Service: One helicopter was built, being given the registration ZE477. Ground runs began on 6th June 1984, with the first flight occurring on the 14th June of the same year. In July of the same year at the Army Air Corps Centre Middle Wallop Airshow, after which it was used in trials. In 1986 it was fitted with the BERP rotors, and displayed at Farnborough. The Lynx 3 had a short service life, as many technology demonstrators do, being retired in 1987. In 1988, it was sent to the Helicopter Museum in Weston-super-Mare. Despite remaining a one-off, the Lynx 3 would pave the way for future developments of the Lynx, as it aided in the development of the SuperLynx family, and would ultimately lead to the Wildcat.
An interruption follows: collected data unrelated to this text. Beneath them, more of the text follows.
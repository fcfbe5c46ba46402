//! Logging configuration.

use serde::{Deserialize, Serialize};

/// Logging and tracing configuration.
///
/// The library crates only emit `tracing` events; installing a subscriber
/// that honors these settings is the host application's job.
#[derive(Debug, Clone, Serialize, Deserialize)]
pub struct LoggingConfig {
    /// Log level: `"trace"`, `"debug"`, `"info"`, `"warn"`, `"error"`.
    #[serde(default = "default_level")]
    pub level: String,
    /// Log format: `"json"` or `"pretty"`.
    #[serde(default = "default_format")]
    pub format: String,
}

impl Default for LoggingConfig {
    fn default() -> Self {
        Self {
            level: default_level(),
            format: default_format(),
        }
    }
}

fn default_level() -> String {
    "info".to_string()
}

fn default_format() -> String {
    "pretty".to_string()
}
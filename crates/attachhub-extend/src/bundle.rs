//! Behavior bundles — immutable sets of named methods attached to a role.

use std::collections::HashMap;
use std::sync::Arc;

use async_trait::async_trait;
use futures::future::BoxFuture;
use serde_json::Value;

use attachhub_core::result::AppResult;

use crate::role::Role;

/// Context passed to a method invocation.
#[derive(Debug, Clone)]
pub struct MethodContext {
    /// The role the method was resolved against.
    pub role: Role,
    /// The receiver's data (typically a serialized file record).
    pub data: Value,
    /// Call arguments.
    pub args: Value,
}

impl MethodContext {
    /// Create a new method context with empty arguments.
    pub fn new(role: Role, data: Value) -> Self {
        Self {
            role,
            data,
            args: Value::Null,
        }
    }

    /// Set the call arguments on this context.
    pub fn with_args(mut self, args: Value) -> Self {
        self.args = args;
        self
    }
}

/// A single named method carried by a behavior bundle.
#[async_trait]
pub trait RoleMethod: Send + Sync + 'static {
    /// The method name instances resolve this method by.
    fn name(&self) -> &str;

    /// Execute the method.
    async fn invoke(&self, context: &mut MethodContext) -> AppResult<Value>;
}

impl std::fmt::Debug for dyn RoleMethod {
    fn fmt(&self, f: &mut std::fmt::Formatter<'_>) -> std::fmt::Result {
        f.debug_struct("RoleMethod")
            .field("name", &self.name())
            .finish()
    }
}

/// A [`RoleMethod`] backed by a closure, for ad-hoc definitions.
pub struct FnMethod {
    name: String,
    func: Box<dyn for<'a> Fn(&'a mut MethodContext) -> BoxFuture<'a, AppResult<Value>> + Send + Sync>,
}

impl FnMethod {
    /// Create a closure-backed method.
    pub fn new<F>(name: impl Into<String>, func: F) -> Arc<Self>
    where
        F: for<'a> Fn(&'a mut MethodContext) -> BoxFuture<'a, AppResult<Value>>
            + Send
            + Sync
            + 'static,
    {
        Arc::new(Self {
            name: name.into(),
            func: Box::new(func),
        })
    }
}

#[async_trait]
impl RoleMethod for FnMethod {
    fn name(&self) -> &str {
        &self.name
    }

    async fn invoke(&self, context: &mut MethodContext) -> AppResult<Value> {
        (self.func)(context).await
    }
}

/// A named or anonymous set of method definitions.
///
/// Bundles are immutable after construction and shared read-only by every
/// instance of the role they are registered on.
pub struct BehaviorBundle {
    name: Option<String>,
    methods: HashMap<String, Arc<dyn RoleMethod>>,
}

impl BehaviorBundle {
    /// Create an empty anonymous bundle.
    pub fn empty() -> Arc<Self> {
        Arc::new(Self {
            name: None,
            methods: HashMap::new(),
        })
    }

    /// Start building an anonymous bundle.
    pub fn builder() -> BundleBuilder {
        BundleBuilder {
            name: None,
            methods: HashMap::new(),
        }
    }

    /// Start building a named bundle.
    pub fn named(name: impl Into<String>) -> BundleBuilder {
        BundleBuilder {
            name: Some(name.into()),
            methods: HashMap::new(),
        }
    }

    /// The bundle name, if any.
    pub fn name(&self) -> Option<&str> {
        self.name.as_deref()
    }

    /// Look up a method by name.
    pub fn method(&self, name: &str) -> Option<Arc<dyn RoleMethod>> {
        self.methods.get(name).cloned()
    }

    /// The names of all methods this bundle defines.
    pub fn method_names(&self) -> Vec<&str> {
        self.methods.keys().map(String::as_str).collect()
    }

    /// Whether the bundle defines no methods.
    pub fn is_empty(&self) -> bool {
        self.methods.is_empty()
    }
}

impl std::fmt::Debug for BehaviorBundle {
    fn fmt(&self, f: &mut std::fmt::Formatter<'_>) -> std::fmt::Result {
        f.debug_struct("BehaviorBundle")
            .field("name", &self.name)
            .field("methods", &self.method_names())
            .finish()
    }
}

/// Builder for a [`BehaviorBundle`], the deferred-definition path of
/// module registration.
pub struct BundleBuilder {
    name: Option<String>,
    methods: HashMap<String, Arc<dyn RoleMethod>>,
}

impl BundleBuilder {
    /// Add a method. A later method with the same name replaces an
    /// earlier one within the bundle.
    pub fn method(mut self, method: Arc<dyn RoleMethod>) -> Self {
        self.methods.insert(method.name().to_string(), method);
        self
    }

    /// Add a closure-backed method.
    pub fn method_fn<F>(self, name: impl Into<String>, func: F) -> Self
    where
        F: for<'a> Fn(&'a mut MethodContext) -> BoxFuture<'a, AppResult<Value>>
            + Send
            + Sync
            + 'static,
    {
        self.method(FnMethod::new(name, func))
    }

    /// Finish the bundle.
    pub fn build(self) -> Arc<BehaviorBundle> {
        Arc::new(BehaviorBundle {
            name: self.name,
            methods: self.methods,
        })
    }
}
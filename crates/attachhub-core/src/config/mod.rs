//! Application configuration schemas.
//!
//! All configuration structs are deserialized from TOML files via the
//! `config` crate. Each sub-module represents a logical configuration
//! section.

pub mod logging;
pub mod metadata;
pub mod store;

use serde::{Deserialize, Serialize};

use self::logging::LoggingConfig;
use self::metadata::MetadataConfig;
use self::store::StoreConfig;

use crate::error::AppError;

/// Root application configuration.
///
/// This struct is the top-level deserialization target for the merged
/// TOML configuration files (default.toml + environment overlay).
#[derive(Debug, Clone, Default, Serialize, Deserialize)]
pub struct AppConfig {
    /// Content store settings.
    #[serde(default)]
    pub store: StoreConfig,
    /// Metadata extraction settings.
    #[serde(default)]
    pub metadata: MetadataConfig,
    /// Logging settings.
    #[serde(default)]
    pub logging: LoggingConfig,
}

impl AppConfig {
    /// Load configuration from TOML files.
    ///
    /// Merges the default configuration with an environment-specific overlay
    /// and environment variables prefixed with `ATTACHHUB_`.
    pub fn load(env: &str) -> Result<Self, AppError> {
        let config = config::Config::builder()
            .add_source(config::File::with_name("config/default").required(false))
            .add_source(config::File::with_name(&format!("config/{env}")).required(false))
            .add_source(
                config::Environment::with_prefix("ATTACHHUB")
                    .separator("__")
                    .try_parsing(true),
            )
            .build()
            .map_err(|e| AppError::configuration(format!("Failed to build config: {e}")))?;

        config
            .try_deserialize()
            .map_err(|e| AppError::configuration(format!("Failed to deserialize config: {e}")))
    }
}

#[cfg(test)]
mod tests {
    use super::*;

    #[test]
    fn test_defaults_without_any_files() {
        let config = AppConfig::default();
        assert_eq!(config.logging.level, "info");
        assert_eq!(config.metadata.checksum_algorithms, vec!["sha256"]);
        assert_eq!(config.store.root_path, "./data/storage");
    }
}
Additionally, the Westland would take the landing gear and put it on an AH.7 (which was in development at that time) and call it the Battlefield Lynx, which would eventually enter service as the AH.9.

Performance:

Spoiler

Registration: G-17-24/ZE477
Country of origin: UK
Built: Yeovil, England, 1984
Manufacturer: Westland Helicopters
Constructor’s Number: 319/001P
Engine: Two 1260shp Rolls-Royce Gem 60 turboshaft engines

Performance:
Max Speed: 306 km/h (190 mph)
Empty Weight: 3355 kg (7396 lb)
Range: 620 km (385 miles)
Capacity/Load: 12 persons / 2542 kg (5604 lb)
Power: 2x 1115 shp Rolls-Royce Gem 60 turboshafts
Weapons: 20 mm cannon, 7.62mm-mini-gun inside cabin, 8 x anti-tank missiles (TOW and Hellfire show), air to air missiles (Stingers most likely).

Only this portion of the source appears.